__What the exercise asks__: Go through the records and count the lines where the string "display" occurs. Reply with the number only.

__Record extracts__:
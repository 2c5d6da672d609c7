//! SQLite storage implementation

use std::path::Path;
use rusqlite::{Connection, OptionalExtension, Transaction, params};
use tracing::debug;
use crate::{Error, Result};
use crate::model::{BookingOverview, BookingStatus, Booking, Flight, StoredUser, User};
use crate::report::TableCounts;
use super::schema::{self, TableShape};

const FLIGHT_COLUMNS: &str =
    "flight_number, airline, origin, destination, date, departure_time, arrival_time, price, available_seats";

/// SQLite-backed storage for the travel_info tables
pub struct TravelStore {
    conn: Connection,
}

impl TravelStore {
    /// Open a database file (creates if doesn't exist)
    pub fn open(path: &Path) -> Result<Self> {
        let conn = Connection::open(path).map_err(|source| Error::StorageUnavailable {
            path: path.display().to_string(),
            source,
        })?;
        debug!("opened storage at {}", path.display());
        Ok(Self { conn })
    }

    /// Open an in-memory database (for testing)
    pub fn open_in_memory() -> Result<Self> {
        let conn = Connection::open_in_memory().map_err(|source| Error::StorageUnavailable {
            path: ":memory:".to_string(),
            source,
        })?;
        Ok(Self { conn })
    }

    /// Create missing tables and indexes, then verify every table's shape.
    ///
    /// Existing tables are never altered; a table whose columns, primary key
    /// or unique constraints differ from the expected shape is reported as
    /// [`Error::SchemaMismatch`].
    pub fn ensure_schema(&self) -> Result<()> {
        for shape in schema::TABLES {
            self.verify_shape(shape, false)?;
        }
        for stmt in schema::all_schema_statements() {
            self.conn.execute(stmt, []).map_err(Error::Schema)?;
        }
        self.check_schema()
    }

    /// Verify every table without running any DDL; absent tables are a mismatch
    pub fn check_schema(&self) -> Result<()> {
        for shape in schema::TABLES {
            self.verify_shape(shape, true)?;
        }
        Ok(())
    }

    /// Check a table against its expected shape
    fn verify_shape(&self, shape: &TableShape, require_present: bool) -> Result<()> {
        let found = self.table_columns(shape.name)?;
        if found.is_empty() {
            if require_present {
                return Err(Error::SchemaMismatch {
                    table: shape.name.to_string(),
                    detail: "table does not exist".to_string(),
                });
            }
            return Ok(());
        }
        let unique = self.unique_columns(shape.name)?;
        match shape.mismatch(&found, &unique) {
            Some(detail) => Err(Error::SchemaMismatch {
                table: shape.name.to_string(),
                detail,
            }),
            None => Ok(()),
        }
    }

    /// Columns of a table as `(name, is primary key)`; empty if the table is absent
    pub fn table_columns(&self, table: &str) -> Result<Vec<(String, bool)>> {
        let mut stmt = self
            .conn
            .prepare("SELECT name, pk FROM pragma_table_info(?1) ORDER BY cid")
            .map_err(Error::Schema)?;

        let columns = stmt
            .query_map([table], |row| {
                let name: String = row.get(0)?;
                let pk: i64 = row.get(1)?;
                Ok((name, pk > 0))
            })
            .map_err(Error::Schema)?
            .collect::<rusqlite::Result<Vec<_>>>()
            .map_err(Error::Schema)?;

        Ok(columns)
    }

    /// Columns that are covered on their own by a full unique index
    pub fn unique_columns(&self, table: &str) -> Result<Vec<String>> {
        let mut stmt = self
            .conn
            .prepare(
                r#"
                SELECT MIN(ii.name)
                FROM pragma_index_list(?1) AS il
                JOIN pragma_index_info(il.name) AS ii
                WHERE il."unique" = 1 AND il.partial = 0
                GROUP BY il.name
                HAVING COUNT(*) = 1
                "#,
            )
            .map_err(Error::Schema)?;

        let columns = stmt
            .query_map([table], |row| row.get::<_, Option<String>>(0))
            .map_err(Error::Schema)?
            .collect::<rusqlite::Result<Vec<_>>>()
            .map_err(Error::Schema)?;

        Ok(columns.into_iter().flatten().collect())
    }

    // ========== Transactions ==========

    /// Begin a transaction; it rolls back on drop unless committed
    pub fn transaction(&self) -> Result<Transaction<'_>> {
        self.conn.unchecked_transaction().map_err(Error::Write)
    }

    // ========== Flight Operations ==========

    /// Insert a flight unless one with the same (flight_number, airline, date) exists.
    ///
    /// Returns `true` if a row was inserted.
    pub fn insert_flight(&self, flight: &Flight) -> Result<bool> {
        flight.validate()?;
        if self.flight_exists(flight)? {
            return Ok(false);
        }

        self.conn
            .execute(
                r#"
                INSERT INTO flights (flight_number, airline, origin, destination, date, departure_time, arrival_time, price, available_seats)
                VALUES (?1, ?2, ?3, ?4, ?5, ?6, ?7, ?8, ?9)
                "#,
                params![
                    flight.flight_number,
                    flight.airline,
                    flight.origin,
                    flight.destination,
                    flight.date,
                    flight.departure_time,
                    flight.arrival_time,
                    flight.price,
                    flight.available_seats,
                ],
            )
            .map_err(Error::Write)?;
        Ok(true)
    }

    /// Check whether a flight with the same natural key is already stored
    pub fn flight_exists(&self, flight: &Flight) -> Result<bool> {
        let found: Option<i64> = self
            .conn
            .query_row(
                "SELECT id FROM flights WHERE flight_number = ?1 AND airline = ?2 AND date = ?3 LIMIT 1",
                params![flight.flight_number, flight.airline, flight.date],
                |row| row.get(0),
            )
            .optional()
            .map_err(Error::Read)?;
        Ok(found.is_some())
    }

    /// Check whether any stored flight carries this flight number
    pub fn has_flight_number(&self, flight_number: &str) -> Result<bool> {
        let found: Option<i64> = self
            .conn
            .query_row(
                "SELECT id FROM flights WHERE flight_number = ?1 LIMIT 1",
                [flight_number],
                |row| row.get(0),
            )
            .optional()
            .map_err(Error::Read)?;
        Ok(found.is_some())
    }

    /// Find flights arriving at a destination
    pub fn flights_to(&self, destination: &str) -> Result<Vec<Flight>> {
        let sql = format!(
            "SELECT {} FROM flights WHERE destination = ?1 ORDER BY id",
            FLIGHT_COLUMNS
        );
        self.query_flights(&sql, [destination])
    }

    /// Find flights with more than `seats` seats available
    pub fn flights_with_seats_above(&self, seats: u32) -> Result<Vec<Flight>> {
        let sql = format!(
            "SELECT {} FROM flights WHERE available_seats > ?1 ORDER BY id",
            FLIGHT_COLUMNS
        );
        self.query_flights(&sql, [seats])
    }

    /// Count all flights
    pub fn count_flights(&self) -> Result<usize> {
        self.count("flights")
    }

    fn query_flights<P: rusqlite::Params>(&self, sql: &str, params: P) -> Result<Vec<Flight>> {
        let mut stmt = self.conn.prepare(sql).map_err(Error::Read)?;
        let flights = stmt
            .query_map(params, |row| self.row_to_flight(row))
            .map_err(Error::Read)?
            .collect::<rusqlite::Result<Vec<_>>>()
            .map_err(Error::Read)?;
        Ok(flights)
    }

    /// Helper to convert a row to a Flight
    fn row_to_flight(&self, row: &rusqlite::Row) -> rusqlite::Result<Flight> {
        Ok(Flight {
            flight_number: row.get(0)?,
            airline: row.get(1)?,
            origin: row.get(2)?,
            destination: row.get(3)?,
            date: row.get(4)?,
            departure_time: row.get(5)?,
            arrival_time: row.get(6)?,
            price: row.get(7)?,
            available_seats: row.get(8)?,
        })
    }

    // ========== Booking Operations ==========

    /// Insert a booking, skipping it if the booking_id is already taken.
    ///
    /// The flight reference is checked first: a booking for a flight number
    /// that is not stored fails with [`Error::UnknownFlight`].
    pub fn insert_booking(&self, booking: &Booking) -> Result<bool> {
        booking.validate()?;
        if !self.has_flight_number(&booking.flight_number)? {
            return Err(Error::UnknownFlight {
                booking_id: booking.booking_id.clone(),
                flight_number: booking.flight_number.clone(),
            });
        }

        let changed = self
            .conn
            .execute(
                r#"
                INSERT INTO bookings (booking_id, flight_number, passenger_name, passenger_email, booking_date, status)
                VALUES (?1, ?2, ?3, ?4, ?5, ?6)
                ON CONFLICT(booking_id) DO NOTHING
                "#,
                params![
                    booking.booking_id,
                    booking.flight_number,
                    booking.passenger_name,
                    booking.passenger_email,
                    booking.booking_date,
                    booking.status.as_str(),
                ],
            )
            .map_err(Error::Write)?;
        Ok(changed > 0)
    }

    /// Bookings joined with their flights, ordered by booking_id
    pub fn booking_overview(&self) -> Result<Vec<BookingOverview>> {
        let mut stmt = self
            .conn
            .prepare(
                r#"
                SELECT b.booking_id, b.passenger_name, f.flight_number, f.destination, b.status
                FROM bookings b
                JOIN flights f ON b.flight_number = f.flight_number
                ORDER BY b.booking_id
                "#,
            )
            .map_err(Error::Read)?;

        let rows = stmt
            .query_map([], |row| {
                let status_str: String = row.get(4)?;
                let status: BookingStatus = status_str.parse().map_err(|e: Error| {
                    rusqlite::Error::FromSqlConversionFailure(4, rusqlite::types::Type::Text, Box::new(e))
                })?;
                Ok(BookingOverview {
                    booking_id: row.get(0)?,
                    passenger_name: row.get(1)?,
                    flight_number: row.get(2)?,
                    destination: row.get(3)?,
                    status,
                })
            })
            .map_err(Error::Read)?
            .collect::<rusqlite::Result<Vec<_>>>()
            .map_err(Error::Read)?;

        Ok(rows)
    }

    /// Count all bookings
    pub fn count_bookings(&self) -> Result<usize> {
        self.count("bookings")
    }

    // ========== User Operations ==========

    /// Insert a user, skipping it if the email is already registered.
    ///
    /// A missing `created_date` takes the column default (load time).
    pub fn insert_user(&self, user: &User) -> Result<bool> {
        user.validate()?;
        let changed = self
            .conn
            .execute(
                r#"
                INSERT INTO users (name, email, phone, preferences, created_date)
                VALUES (?1, ?2, ?3, ?4, COALESCE(?5, CURRENT_TIMESTAMP))
                ON CONFLICT(email) DO NOTHING
                "#,
                params![
                    user.name,
                    user.email,
                    user.phone,
                    user.preferences,
                    user.created_date,
                ],
            )
            .map_err(Error::Write)?;
        Ok(changed > 0)
    }

    /// Get a user by email
    pub fn find_user_by_email(&self, email: &str) -> Result<Option<StoredUser>> {
        self.conn
            .query_row(
                "SELECT user_id, name, email, phone, preferences, created_date FROM users WHERE email = ?1",
                [email],
                |row| {
                    Ok(StoredUser {
                        user_id: row.get(0)?,
                        name: row.get(1)?,
                        email: row.get(2)?,
                        phone: row.get(3)?,
                        preferences: row.get(4)?,
                        created_date: row.get(5)?,
                    })
                },
            )
            .optional()
            .map_err(Error::Read)
    }

    /// Count all users
    pub fn count_users(&self) -> Result<usize> {
        self.count("users")
    }

    // ========== Statistics ==========

    fn count(&self, table: &str) -> Result<usize> {
        // table names come from this module only
        let sql = format!("SELECT COUNT(*) FROM {}", table);
        let count: i64 = self
            .conn
            .query_row(&sql, [], |row| row.get(0))
            .map_err(Error::Read)?;
        Ok(count as usize)
    }

    /// Row counts for every table
    pub fn counts(&self) -> Result<TableCounts> {
        Ok(TableCounts {
            flights: self.count_flights()?,
            bookings: self.count_bookings()?,
            users: self.count_users()?,
        })
    }
}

__Finished task__: 2